The Bush strategy of using administrative rules to change environmental policy can be traced to the early days of the administration, according to documents and interviews with Republican political appointees.
One of the bluntest accounts of this agenda can be found in a 2001 transcript of a private presentation by electric industry lobbyist Quin Shea to utility, mining and rail executives. Shea did not know that a young trade association aide was taping his remarks, but said recently that the transcript captured the essence of what he said.
He addressed the power company executives' biggest concern. As their industry is one of the nation's largest air polluters and contributors to greenhouse gases, they realized that new regulation was inevitable. They simply hoped that Bush could ease or delay the pain.
Shea told the executives that he had just come from White House meetings, and reported that Bush intended to bypass an unfriendly Congress and use EPA administrative rules to make pro-industry changes.
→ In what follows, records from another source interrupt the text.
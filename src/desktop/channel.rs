//! [`IconHost`] implementation backed by the desktop list view.
//!
//! The list view answers `LVM_GETITEMPOSITION` by writing a `POINT` through
//! a pointer, and that pointer must be valid inside Explorer.  A read
//! therefore:
//!
//! 1. opens Explorer with just the VM rights it needs,
//! 2. allocates a `POINT`-sized block inside it,
//! 3. asks the list view to fill the block,
//! 4. copies the block back,
//! 5. frees the block and closes the process handle.
//!
//! Step 5 is owned by [`RemoteBuffer`] and [`ProcessHandle`] and runs on
//! every exit path.  A write needs no remote memory: `LVM_SETITEMPOSITION`
//! takes the coordinates packed into `lParam`.

use super::locator::DesktopHandle;
use crate::grid::PixelPosition;
use crate::traits::{IconHost, IconIndex};
use log::debug;
use std::ffi::c_void;
use std::mem::size_of;
use windows::Win32::Foundation::{CloseHandle, FALSE, HANDLE, LPARAM, POINT, WPARAM};
use windows::Win32::System::Diagnostics::Debug::ReadProcessMemory;
use windows::Win32::System::Memory::{
    VirtualAllocEx, VirtualFreeEx, MEM_COMMIT, MEM_RELEASE, MEM_RESERVE, PAGE_READWRITE,
};
use windows::Win32::System::Threading::{
    OpenProcess, PROCESS_VM_OPERATION, PROCESS_VM_READ, PROCESS_VM_WRITE,
};
use windows::Win32::UI::Controls::{LVM_GETITEMCOUNT, LVM_GETITEMPOSITION, LVM_SETITEMPOSITION};
use windows::Win32::UI::WindowsAndMessaging::{GetSystemMetrics, SendMessageW, SM_CXSCREEN};

/// The desktop's icons, addressed through its list view.
pub struct DesktopIcons {
    handle: DesktopHandle,
}

impl DesktopIcons {
    pub fn new(handle: DesktopHandle) -> Self {
        Self { handle }
    }
}

/// An open handle to the owning process, closed on drop.
struct ProcessHandle(HANDLE);

impl ProcessHandle {
    fn open(process_id: u32) -> Option<Self> {
        let access = PROCESS_VM_OPERATION | PROCESS_VM_READ | PROCESS_VM_WRITE;
        match unsafe { OpenProcess(access, FALSE, process_id) } {
            Ok(handle) => Some(Self(handle)),
            Err(e) => {
                debug!("open process {}: {}", process_id, e);
                None
            }
        }
    }
}

impl Drop for ProcessHandle {
    fn drop(&mut self) {
        if let Err(e) = unsafe { CloseHandle(self.0) } {
            debug!("close process handle: {}", e);
        }
    }
}

/// A block of memory inside the owning process, freed on drop.
struct RemoteBuffer<'a> {
    process: &'a ProcessHandle,
    ptr: *mut c_void,
}

impl<'a> RemoteBuffer<'a> {
    fn alloc(process: &'a ProcessHandle, len: usize) -> Option<Self> {
        let ptr = unsafe {
            VirtualAllocEx(process.0, None, len, MEM_COMMIT | MEM_RESERVE, PAGE_READWRITE)
        };
        if ptr.is_null() {
            debug!("remote allocation of {} bytes failed", len);
            return None;
        }
        Some(Self { process, ptr })
    }

    fn read_point(&self) -> Option<POINT> {
        let mut point = POINT::default();
        let mut read = 0usize;
        let result = unsafe {
            ReadProcessMemory(
                self.process.0,
                self.ptr,
                &mut point as *mut POINT as *mut c_void,
                size_of::<POINT>(),
                Some(&mut read),
            )
        };
        match result {
            Ok(()) if read == size_of::<POINT>() => Some(point),
            Ok(()) => {
                debug!("short remote read: {} bytes", read);
                None
            }
            Err(e) => {
                debug!("remote read: {}", e);
                None
            }
        }
    }
}

impl Drop for RemoteBuffer<'_> {
    fn drop(&mut self) {
        if let Err(e) = unsafe { VirtualFreeEx(self.process.0, self.ptr, 0, MEM_RELEASE) } {
            debug!("remote free: {}", e);
        }
    }
}

/// Pack a position the way `MAKELPARAM` does: x in the low word, y in the
/// high word.
fn pack_position(pos: PixelPosition) -> LPARAM {
    let packed = ((pos.y as u32 & 0xFFFF) << 16) | (pos.x as u32 & 0xFFFF);
    LPARAM(packed as isize)
}

impl IconHost for DesktopIcons {
    fn icon_count(&self) -> usize {
        let count = unsafe {
            SendMessageW(self.handle.list_view, LVM_GETITEMCOUNT, WPARAM(0), LPARAM(0))
        };
        usize::try_from(count.0).unwrap_or(0)
    }

    fn icon_position(&self, index: IconIndex) -> Option<PixelPosition> {
        let process = ProcessHandle::open(self.handle.process_id)?;
        let buffer = RemoteBuffer::alloc(&process, size_of::<POINT>())?;
        let ok = unsafe {
            SendMessageW(
                self.handle.list_view,
                LVM_GETITEMPOSITION,
                WPARAM(index),
                LPARAM(buffer.ptr as isize),
            )
        };
        if ok.0 == 0 {
            debug!("list view rejected position request for icon {}", index);
            return None;
        }
        let point = buffer.read_point()?;
        Some(PixelPosition::new(point.x, point.y))
    }

    fn set_icon_position(&self, index: IconIndex, pos: PixelPosition) {
        let ok = unsafe {
            SendMessageW(
                self.handle.list_view,
                LVM_SETITEMPOSITION,
                WPARAM(index),
                pack_position(pos),
            )
        };
        if ok.0 == 0 {
            debug!("failed to move icon {} to ({}, {})", index, pos.x, pos.y);
        }
    }

    fn screen_width(&self) -> i32 {
        unsafe { GetSystemMetrics(SM_CXSCREEN) }
    }
}
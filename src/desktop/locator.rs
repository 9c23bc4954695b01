//! Resolution of the desktop's icon list control.
//!
//! The icons live in a list view nested three levels deep:
//! `Progman` → `SHELLDLL_DefView` → `SysListView32`.  If any link is missing
//! (a replacement shell, or a layout this chain does not cover) the lookup
//! fails and nothing is touched.

use log::info;
use windows::core::{HSTRING, PCWSTR};
use windows::Win32::Foundation::HWND;
use windows::Win32::UI::WindowsAndMessaging::{FindWindowExW, FindWindowW, GetWindowThreadProcessId};

const PROGMAN: &str = "Progman";
const DEF_VIEW: &str = "SHELLDLL_DefView";
const LIST_VIEW: &str = "SysListView32";

/// The desktop icon list control and the process that owns it.
#[derive(Debug, Clone, Copy)]
pub struct DesktopHandle {
    pub list_view: HWND,
    pub process_id: u32,
}

/// Errors from [`locate`].
#[derive(Debug, thiserror::Error)]
pub enum LocatorError {
    #[error("desktop window {class:?} not found")]
    NotFound { class: &'static str },
}

/// Find the desktop list view and its owning process.
pub fn locate() -> Result<DesktopHandle, LocatorError> {
    let progman = find_window(None, PROGMAN)?;
    let def_view = find_window(Some(progman), DEF_VIEW)?;
    let list_view = find_window(Some(def_view), LIST_VIEW)?;

    let mut process_id = 0u32;
    unsafe { GetWindowThreadProcessId(list_view, Some(&mut process_id)) };
    if process_id == 0 {
        return Err(LocatorError::NotFound { class: LIST_VIEW });
    }

    info!(
        "found desktop list view {:?} in process {}",
        list_view.0, process_id
    );
    Ok(DesktopHandle {
        list_view,
        process_id,
    })
}

/// Top-level window of class `class`, or the first child of `parent` with it.
fn find_window(parent: Option<HWND>, class: &'static str) -> Result<HWND, LocatorError> {
    let wide = HSTRING::from(class);
    let name = PCWSTR(wide.as_ptr());
    let found = match parent {
        None => unsafe { FindWindowW(name, PCWSTR::null()) },
        Some(parent) => unsafe { FindWindowExW(parent, HWND::default(), name, PCWSTR::null()) },
    };
    found
        .ok()
        .filter(|h| !h.is_invalid())
        .ok_or(LocatorError::NotFound { class })
}
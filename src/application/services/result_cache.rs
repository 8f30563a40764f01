use crate::application::ports::key_value_store::KeyValueStore;
use crate::domain::entities::{CacheEntry, CachedResult};
use crate::domain::value_objects::CacheKey;
use crate::shared::clock::Clock;
use crate::shared::error::AppError;
use bytes::Bytes;
use chrono::{DateTime, Duration, Utc};
use serde_json::Value;
use std::collections::HashMap;
use std::sync::Arc;
use tokio::sync::{Mutex, RwLock};

pub const DEFAULT_MAX_AGE_MINUTES: i64 = 30;

/// 最後に取得できたクエリ結果のキャッシュ
///
/// Entries are replaced wholesale per key and never evicted for being old;
/// staleness is only reported. Writers are serialized by `write_gate` and swap
/// the map in after the store accepted it, so readers are never held up by
/// store I/O.
pub struct ResultCache {
    store: Arc<dyn KeyValueStore>,
    storage_key: String,
    clock: Arc<dyn Clock>,
    max_age_minutes: i64,
    entries: RwLock<HashMap<CacheKey, CacheEntry>>,
    write_gate: Mutex<()>,
}

impl ResultCache {
    pub fn new(
        store: Arc<dyn KeyValueStore>,
        storage_key: impl Into<String>,
        clock: Arc<dyn Clock>,
    ) -> Self {
        Self {
            store,
            storage_key: storage_key.into(),
            clock,
            max_age_minutes: DEFAULT_MAX_AGE_MINUTES,
            entries: RwLock::new(HashMap::new()),
            write_gate: Mutex::new(()),
        }
    }

    /// [`entry`](Self::entry) と [`needs_refresh`](Self::needs_refresh) が使う既定の鮮度
    pub fn with_max_age(mut self, max_age_minutes: i64) -> Self {
        self.max_age_minutes = max_age_minutes;
        self
    }

    pub fn max_age_minutes(&self) -> i64 {
        self.max_age_minutes
    }

    pub async fn load_from_store(&self) -> Result<usize, AppError> {
        let _gate = self.write_gate.lock().await;
        let loaded = match self.store.get(&self.storage_key).await? {
            Some(bytes) => serde_json::from_slice::<HashMap<CacheKey, CacheEntry>>(&bytes)
                .map_err(|err| {
                    AppError::DeserializationError(format!("result cache is unreadable: {err}"))
                })?,
            None => HashMap::new(),
        };
        let count = loaded.len();
        *self.entries.write().await = loaded;
        Ok(count)
    }

    /// キャッシュを丸ごと差し替え
    pub async fn put(&self, key: &str, data: Value) -> Result<(), AppError> {
        let key = CacheKey::new(key.to_string()).map_err(AppError::ValidationError)?;
        let entry = CacheEntry::new(key.clone(), data, self.clock.now());

        let _gate = self.write_gate.lock().await;
        let mut next = self.entries.read().await.clone();
        next.insert(key, entry);
        self.persist(next).await
    }

    pub async fn get(&self, key: &str) -> Option<Value> {
        self.lookup(key).await.map(|entry| entry.data)
    }

    /// Cached data plus a staleness flag the UI may choose to surface.
    pub async fn get_entry(&self, key: &str, max_age_minutes: i64) -> Option<CachedResult> {
        let now = self.clock.now();
        self.lookup(key).await.map(|entry| CachedResult {
            is_stale: is_expired(&entry, max_age_minutes, now),
            cached_at: entry.cached_at,
            data: entry.data,
        })
    }

    /// True when nothing is cached for `key` or the entry is older than `max_age_minutes`.
    /// A window too large to represent never expires.
    pub async fn is_stale(&self, key: &str, max_age_minutes: i64) -> bool {
        match self.lookup(key).await {
            Some(entry) => is_expired(&entry, max_age_minutes, self.clock.now()),
            None => true,
        }
    }

    /// [`get_entry`](Self::get_entry) with the configured window.
    pub async fn entry(&self, key: &str) -> Option<CachedResult> {
        self.get_entry(key, self.max_age_minutes).await
    }

    /// [`is_stale`](Self::is_stale) with the configured window.
    pub async fn needs_refresh(&self, key: &str) -> bool {
        self.is_stale(key, self.max_age_minutes).await
    }

    pub async fn remove(&self, key: &str) -> Result<bool, AppError> {
        let Ok(key) = CacheKey::new(key.to_string()) else {
            return Ok(false);
        };
        let _gate = self.write_gate.lock().await;
        let mut next = self.entries.read().await.clone();
        if next.remove(&key).is_none() {
            return Ok(false);
        }
        self.persist(next).await?;
        Ok(true)
    }

    pub async fn keys(&self) -> Vec<CacheKey> {
        let mut keys: Vec<_> = self.entries.read().await.keys().cloned().collect();
        keys.sort();
        keys
    }

    /// Drops every entry, e.g. on logout.
    pub async fn clear(&self) -> Result<(), AppError> {
        let _gate = self.write_gate.lock().await;
        self.store.remove(&self.storage_key).await?;
        self.entries.write().await.clear();
        tracing::debug!(target: "offline::cache", "result cache cleared");
        Ok(())
    }

    async fn lookup(&self, key: &str) -> Option<CacheEntry> {
        let key = CacheKey::new(key.to_string()).ok()?;
        self.entries.read().await.get(&key).cloned()
    }

    async fn persist(&self, next: HashMap<CacheKey, CacheEntry>) -> Result<(), AppError> {
        let encoded = serde_json::to_vec(&next)
            .map_err(|err| AppError::SerializationError(err.to_string()))?;
        self.store
            .set(&self.storage_key, Bytes::from(encoded))
            .await?;
        *self.entries.write().await = next;
        Ok(())
    }
}

fn is_expired(entry: &CacheEntry, max_age_minutes: i64, now: DateTime<Utc>) -> bool {
    match Duration::try_minutes(max_age_minutes) {
        Some(max_age) => entry.is_older_than(max_age, now),
        None => false,
    }
}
The smart move, the lobbyist said, would be to take a preemptive approach - create pollution controls that would be as palatable as possible for industry.
"The president is prepared to do this administratively," Shea said, according to the transcript. "The goal here will be to gain a foothold, an irreversible foothold, on the next generation of reasonable cost-effective sulfur dioxide and nitrogen oxide reduction, plus air toxics, that we can all live with and that someone else can't undo."
Holmstead, the assistant administrator for air from 2002 to 2006, said that when it became clear that Congress would not cooperate with the Bush agenda, it made sense for the administration to employ administrative rules.
"We knew early on that we needed various reductions from coal-fired power plants, and that we had to deal with mercury, we had analysis that showed you could achieve a lot if you did it together at a lower cost," Holmstead said.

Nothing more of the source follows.